Beijing under siege by catkins

By Du Juan | China Daily | Updated: 2017-04-19 08:03

Beijing under siege by catkins

Willow catkins shroud parked vehicles and a fruit vendor on Huixin Dongjie in Beijing's Chaoyang district on Monday. [Photo by Xu Jingxing/China Daily]

The Beijing municipal government is looking at ways to deal with the masses of willow and poplar catkins-pollenating flowers-blowing throughout the city.

Though a small number of the fluffy pods may elicit a romantic mood, too many can cause problems with traffic, street cleaning and allergic people.

To solve the problem, the Beijing Municipal Landscape and Forestry Bureau said it will trim and thin trees, and treat 400,000 willow and poplar trees with chemicals this year to limit their catkin production. It will also replace willow and poplar trees with other kinds of trees to gradually reduce the problem.

In addition, it will use high-pressure water jets to reduce floating catkins and has asked the urban cleaning department to clear away the debris in a timely manner.

According to the bureau, Beijing has 2 million poplar and willow trees, which produce a large number of catkins for about a month every spring.

Shen Guofang, a forestry expert and an academician at the Chinese Academy of Engineering, said catkins cannot be dealt with simply by cutting the trees.

"The ecological benefits from full-grown trees far out-weigh the annoyance caused by catkins," he said. "If we cut them, the city's natural environment will be damaged."

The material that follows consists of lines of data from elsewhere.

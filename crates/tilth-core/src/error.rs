//! Error types for the scheduling engine.

use std::path::PathBuf;

use thiserror::Error;

use crate::models::{ActivityStatus, ScheduleStatus};

/// Comprehensive error type for all schedule operations.
#[derive(Error, Debug)]
pub enum ScheduleError {
    /// Generation was requested for a crop the registry does not know
    #[error("No crop template registered for '{crop}'")]
    UnknownCropTemplate { crop: String },
    /// The start date could not be parsed
    #[error("Invalid start date '{input}': {reason}")]
    InvalidStartDate { input: String, reason: String },
    /// A day offset pushed a date outside the supported calendar range
    #[error("Date arithmetic out of range: {message}")]
    DateOutOfRange { message: String },
    /// Schedule not found for the given ID
    #[error("Schedule with ID {id} not found")]
    ScheduleNotFound { id: u64 },
    /// Activity not found within the given schedule
    #[error("Activity '{activity_id}' not found in schedule {schedule_id}")]
    ActivityNotFound {
        schedule_id: u64,
        activity_id: String,
    },
    /// The requested activity status change is not a permitted transition
    #[error("Activity '{activity_id}' cannot move from {from} to {to}")]
    InvalidTransition {
        activity_id: String,
        from: ActivityStatus,
        to: ActivityStatus,
    },
    /// The schedule no longer accepts changes
    #[error("Schedule {id} is {status} and cannot be modified")]
    ScheduleClosed { id: u64, status: ScheduleStatus },
    /// Another mutation of the same schedule is still in flight
    #[error("Schedule {id} has a pending change in flight")]
    ScheduleBusy { id: u64 },
    /// The caller abandoned the request before the response arrived
    #[error("Request was cancelled")]
    Cancelled,
    /// The remote service could not be reached
    #[error("Network failure: {message}")]
    Network {
        message: String,
        #[source]
        source: Option<reqwest::Error>,
    },
    /// The remote service rejected the request
    #[error("Remote service error ({status}): {message}")]
    RemoteService { status: u16, message: String },
    /// Database connection or query errors
    #[error("Database error: {message}")]
    Database {
        message: String,
        #[source]
        source: rusqlite::Error,
    },
    /// File system operation errors
    #[error("File system error at path '{path}': {source}")]
    FileSystem {
        path: PathBuf,
        source: std::io::Error,
    },
    /// XDG directory specification errors
    #[error("XDG directory error: {0}")]
    XdgDirectory(String),
    /// Invalid input validation errors
    #[error("Invalid input for field '{field}': {reason}")]
    InvalidInput { field: String, reason: String },
    /// Malformed crop template configuration
    #[error("Template configuration error: {message}")]
    TemplateConfig { message: String },
    /// Serialization/deserialization errors
    #[error("Serialization error: {source}")]
    Serialization {
        #[from]
        source: serde_json::Error,
    },
    /// Configuration errors
    #[error("Configuration error: {message}")]
    Configuration { message: String },
    /// A blocking database task panicked or was cancelled
    #[error("Background task failed: {source}")]
    TaskFailed {
        #[source]
        source: tokio::task::JoinError,
    },
}

/// Builder for creating database errors with optional context.
pub struct DatabaseErrorBuilder {
    message: String,
}

impl DatabaseErrorBuilder {
    /// Create a new database error builder with a message.
    pub fn new(message: impl Into<String>) -> Self {
        Self {
            message: message.into(),
        }
    }

    /// Build the error with the given source.
    pub fn with_source(self, source: rusqlite::Error) -> ScheduleError {
        ScheduleError::Database {
            message: self.message,
            source,
        }
    }
}

/// Builder for creating input validation errors.
pub struct InvalidInputBuilder {
    field: String,
}

impl InvalidInputBuilder {
    /// Create a new invalid input error builder for a field.
    pub fn new(field: impl Into<String>) -> Self {
        Self {
            field: field.into(),
        }
    }

    /// Build the error with the given reason.
    pub fn with_reason(self, reason: impl Into<String>) -> ScheduleError {
        ScheduleError::InvalidInput {
            field: self.field,
            reason: reason.into(),
        }
    }
}

impl ScheduleError {
    /// Creates a builder for database errors.
    pub fn database(message: impl Into<String>) -> DatabaseErrorBuilder {
        DatabaseErrorBuilder::new(message)
    }

    /// Creates a builder for input validation errors.
    pub fn invalid_input(field: impl Into<String>) -> InvalidInputBuilder {
        InvalidInputBuilder::new(field)
    }

    /// Creates a template configuration error.
    pub fn template_config(message: impl Into<String>) -> Self {
        Self::TemplateConfig {
            message: message.into(),
        }
    }

    /// Whether the failure came from the transport or the remote service.
    ///
    /// Callers own retry policy; the store never retries on its own.
    pub fn is_retryable(&self) -> bool {
        matches!(self, Self::Network { .. } | Self::RemoteService { .. })
    }

    /// Whether the error reports a missing schedule or activity.
    pub fn is_not_found(&self) -> bool {
        matches!(
            self,
            Self::ScheduleNotFound { .. } | Self::ActivityNotFound { .. }
        )
    }
}

/// Specialized extension trait for database-related Results.
pub trait DatabaseResultExt<T> {
    /// Map database errors with a message.
    fn db_context(self, message: &str) -> Result<T>;
}

impl<T> DatabaseResultExt<T> for std::result::Result<T, rusqlite::Error> {
    fn db_context(self, message: &str) -> Result<T> {
        self.map_err(|e| ScheduleError::database(message).with_source(e))
    }
}

/// Extension trait for mapping tokio join failures of blocking tasks.
pub trait JoinResultExt<T> {
    /// Flatten a `spawn_blocking` join result into a schedule error.
    fn join_context(self) -> Result<T>;
}

impl<T> JoinResultExt<T> for std::result::Result<Result<T>, tokio::task::JoinError> {
    fn join_context(self) -> Result<T> {
        self.map_err(|source| ScheduleError::TaskFailed { source })?
    }
}

/// Result type alias for schedule operations
pub type Result<T> = std::result::Result<T, ScheduleError>;
//! OS-facing callbacks and the background delivery path.

use geofence_core::{
    Admission, CallbackHandles, Coordinate, GeoEvent, RegionState, TransitionEvent,
    KEY_CALLBACK_DISPATCHER_HANDLE, KEY_USER_CALLBACK_HANDLE,
};
use geofence_events::{event_names, GeofenceMessage, LocationUpdatedEvent};

use crate::state::State;
use crate::GeofencePlugin;

impl GeofencePlugin {
    /// Region-state callback from the geofencing adapter.
    pub async fn on_region_state(&self, region_id: &str, new_state: RegionState, at: Coordinate) {
        let mut state = self.state.lock().await;
        if let Some(event) = state.regions.resolve_transition(region_id, new_state, at) {
            self.route(&mut state, event);
        }
    }

    /// Transition callback for adapters that report ENTRY / EXIT directly.
    pub async fn on_transition(&self, region_id: &str, kind: GeoEvent, at: Coordinate) {
        self.on_region_state(region_id, kind.resulting_state(), at)
            .await;
    }

    /// One-shot or foreground location fix.
    pub fn on_user_location(&self, at: Coordinate) {
        self.emit_location(event_names::USER_LOCATION_UPDATED, at);
    }

    /// Periodic low-power location fix.
    pub fn on_background_location(&self, at: Coordinate) {
        self.emit_location(event_names::BACKGROUND_LOCATION_UPDATED, at);
    }

    /// Outcome of a permission dialog.
    pub async fn on_permission_result(&self, granted: bool) {
        let mut state = self.state.lock().await;
        state.authorized = granted;
        if granted {
            tracing::info!("location permission granted");
        } else {
            tracing::warn!("location permission denied");
        }
    }

    /// Relaunches the background context from the persisted dispatcher
    /// handle. Returns true if a launch was attempted and succeeded.
    pub async fn resume_background(&self) -> bool {
        let dispatcher = match self.handles.load_handle(KEY_CALLBACK_DISPATCHER_HANDLE) {
            Ok(Some(handle)) => handle,
            Ok(None) => {
                tracing::info!("no dispatcher handle persisted, background resume skipped");
                return false;
            }
            Err(e) => {
                tracing::error!(error = %e, "failed to load dispatcher handle");
                return false;
            }
        };

        let mut state = self.state.lock().await;
        if !state.gate.begin_start() {
            return false;
        }
        self.launch(&mut state, dispatcher).await
    }

    pub(crate) async fn initialize_background(&self, handles: CallbackHandles) {
        let mut state = self.state.lock().await;
        if !state.gate.begin_start() {
            return;
        }
        if let Err(e) = self.handles.save_callback_handles(&handles) {
            tracing::error!(error = %e, "failed to persist callback handles");
        }
        self.launch(&mut state, handles.dispatcher).await;
    }

    pub(crate) async fn background_ready(&self) {
        let mut state = self.state.lock().await;
        match state.gate.mark_ready() {
            Ok(events) => {
                for event in &events {
                    self.deliver(event);
                }
            }
            Err(e) => tracing::error!(
                error = %e,
                state = %state.gate.state(),
                "failed to drain queued transitions, gate stays closed"
            ),
        }
    }

    pub(crate) async fn get_user_location(&self) {
        let now_ms = chrono::Utc::now().timestamp_millis();
        let max_age_ms = self.config.location_max_age().as_millis() as i64;

        match self.platform.location.last_known_location().await {
            Ok(Some(fix)) if fix.age_ms(now_ms) <= max_age_ms => {
                self.on_user_location(fix.coordinate);
                return;
            }
            Ok(Some(fix)) => {
                tracing::debug!(age_ms = fix.age_ms(now_ms), "last known location is stale");
            }
            Ok(None) => tracing::debug!("no last known location"),
            Err(e) => tracing::warn!(error = %e, "failed to read last known location"),
        }

        if let Err(e) = self.platform.location.request_location().await {
            tracing::error!(error = %e, "failed to request location");
        }
    }

    async fn launch(&self, state: &mut State, dispatcher: i64) -> bool {
        match self.platform.launcher.launch(dispatcher).await {
            Ok(()) => {
                tracing::info!(dispatcher, "background context launched");
                true
            }
            Err(e) => {
                tracing::error!(error = %e, "failed to launch background context");
                state.gate.abort_start();
                false
            }
        }
    }

    fn route(&self, state: &mut State, event: TransitionEvent) {
        match state.gate.admit(event) {
            Ok(Admission::Deliver(event)) => self.deliver(&event),
            Ok(Admission::Queued) => {}
            Err(e) => tracing::error!(error = %e, "failed to queue transition"),
        }
    }

    fn deliver(&self, event: &TransitionEvent) {
        let message = GeofenceMessage::position(self.user_callback_handle(), event);
        match serde_json::to_value(&message) {
            Ok(payload) => {
                tracing::debug!(
                    region = %event.region_id(),
                    event = %event.kind(),
                    "delivering geofence message"
                );
                self.channels
                    .background
                    .emit(event_names::ON_GEOFENCE_MESSAGE, payload);
            }
            Err(e) => tracing::error!(error = %e, "failed to serialize geofence message"),
        }
    }

    fn user_callback_handle(&self) -> i64 {
        match self.handles.load_handle(KEY_USER_CALLBACK_HANDLE) {
            Ok(handle) => handle.unwrap_or(0),
            Err(e) => {
                tracing::warn!(error = %e, "failed to load user callback handle");
                0
            }
        }
    }

    fn emit_location(&self, topic: &str, at: Coordinate) {
        match serde_json::to_value(LocationUpdatedEvent::from(at)) {
            Ok(payload) => self.channels.main.emit(topic, payload),
            Err(e) => tracing::error!(error = %e, "failed to serialize location update"),
        }
    }
}
//! Drives a `GeofencePlugin` from a JSON-lines script on stdin.
//!
//! Each input line is one step: a bridge call or a simulated OS callback.
//! Outbound events and call results are written to stdout as JSON lines;
//! logs go to stderr.
//!
//! ```text
//! {"step": "permission", "granted": true}
//! {"step": "invoke", "method": "addRegion", "args": {"id": "home", "lat": 1.0, "lng": 2.0}}
//! {"step": "regionState", "id": "home", "state": "inside", "lat": 1.0, "lng": 2.0}
//! ```

mod platform;

use anyhow::Context;
use geofence_core::{Coordinate, RegionState};
use geofence_events::FnEventBus;
use geofence_plugin::{Channels, GeofenceConfig, GeofencePlugin, Persistence, Platform};
use serde::Deserialize;
use serde_json::{json, Value};
use std::path::Path;
use std::sync::Arc;
use tokio::io::{AsyncBufReadExt, BufReader};
use tracing_subscriber::EnvFilter;

use platform::LoggingPlatform;

#[derive(Debug, Deserialize)]
#[serde(tag = "step", rename_all = "camelCase")]
enum ScriptStep {
    Invoke {
        method: String,
        #[serde(default)]
        args: Value,
    },
    RegionState {
        id: String,
        state: RegionState,
        lat: f64,
        lng: f64,
    },
    UserLocation {
        lat: f64,
        lng: f64,
    },
    BackgroundLocation {
        lat: f64,
        lng: f64,
    },
    Permission {
        granted: bool,
    },
    Resume,
}

#[tokio::main]
async fn main() -> anyhow::Result<()> {
    tracing_subscriber::fmt()
        .with_writer(std::io::stderr)
        .with_env_filter(
            EnvFilter::try_from_default_env()
                .unwrap_or_else(|_| EnvFilter::new("info,geofence=debug")),
        )
        .init();

    let config = match std::env::args().nth(1) {
        Some(path) => GeofenceConfig::load(Path::new(&path))
            .with_context(|| format!("failed to load config from {path}"))?,
        None => GeofenceConfig::default(),
    };
    let db_path = config.database_path();
    let persistence =
        Persistence::sqlite(&db_path).context("failed to open geofence database")?;

    tracing::info!(database = %db_path.display(), "starting geofence host");

    let plugin = GeofencePlugin::builder()
        .config(config)
        .platform(Platform::from_shared(Arc::new(LoggingPlatform)))
        .persistence(persistence)
        .channels(Channels {
            main: Arc::new(FnEventBus::new(|topic: &str, payload: Value| {
                print_line(json!({"channel": "main", "event": topic, "payload": payload}));
            })),
            background: Arc::new(FnEventBus::new(|topic: &str, payload: Value| {
                print_line(json!({"channel": "background", "event": topic, "payload": payload}));
            })),
        })
        .build();

    let mut lines = BufReader::new(tokio::io::stdin()).lines();
    while let Some(line) = lines.next_line().await? {
        let line = line.trim();
        if line.is_empty() {
            continue;
        }
        match serde_json::from_str::<ScriptStep>(line) {
            Ok(step) => run_step(&plugin, step).await,
            Err(e) => tracing::warn!(error = %e, line, "skipping unreadable step"),
        }
    }

    tracing::info!("script finished");
    Ok(())
}

async fn run_step(plugin: &GeofencePlugin, step: ScriptStep) {
    match step {
        ScriptStep::Invoke { method, args } => {
            let reply = match plugin.invoke(&method, args).await {
                Ok(result) => json!({"reply": method, "result": result}),
                Err(e) => json!({"reply": method, "error": e}),
            };
            print_line(reply);
        }
        ScriptStep::RegionState { id, state, lat, lng } => {
            if let Some(at) = coordinate(lat, lng) {
                plugin.on_region_state(&id, state, at).await;
            }
        }
        ScriptStep::UserLocation { lat, lng } => {
            if let Some(at) = coordinate(lat, lng) {
                plugin.on_user_location(at);
            }
        }
        ScriptStep::BackgroundLocation { lat, lng } => {
            if let Some(at) = coordinate(lat, lng) {
                plugin.on_background_location(at);
            }
        }
        ScriptStep::Permission { granted } => plugin.on_permission_result(granted).await,
        ScriptStep::Resume => {
            let launched = plugin.resume_background().await;
            tracing::info!(launched, "background resume");
        }
    }
}

fn coordinate(lat: f64, lng: f64) -> Option<Coordinate> {
    match Coordinate::new(lat, lng) {
        Ok(at) => Some(at),
        Err(e) => {
            tracing::warn!(error = %e, "ignoring invalid coordinate");
            None
        }
    }
}

fn print_line(value: Value) {
    println!("{value}");
}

Willows and poplars account for 5.4 percent of the city's green trees, according to the bureau.

Liu Xiuchen, a consultant for the State Council who has worked in the gardening and landscape industry for decades, said that in the 1950s the government didn't have enough money to spend on greening in the capital, so the low-cost and fast-growing poplars and willows became the best choice at that time and were widely planted.

Poplars and willows produce catkins as part of their reproduction process. The city government will stop using female poplar and willow trees to limit the number, the bureau said.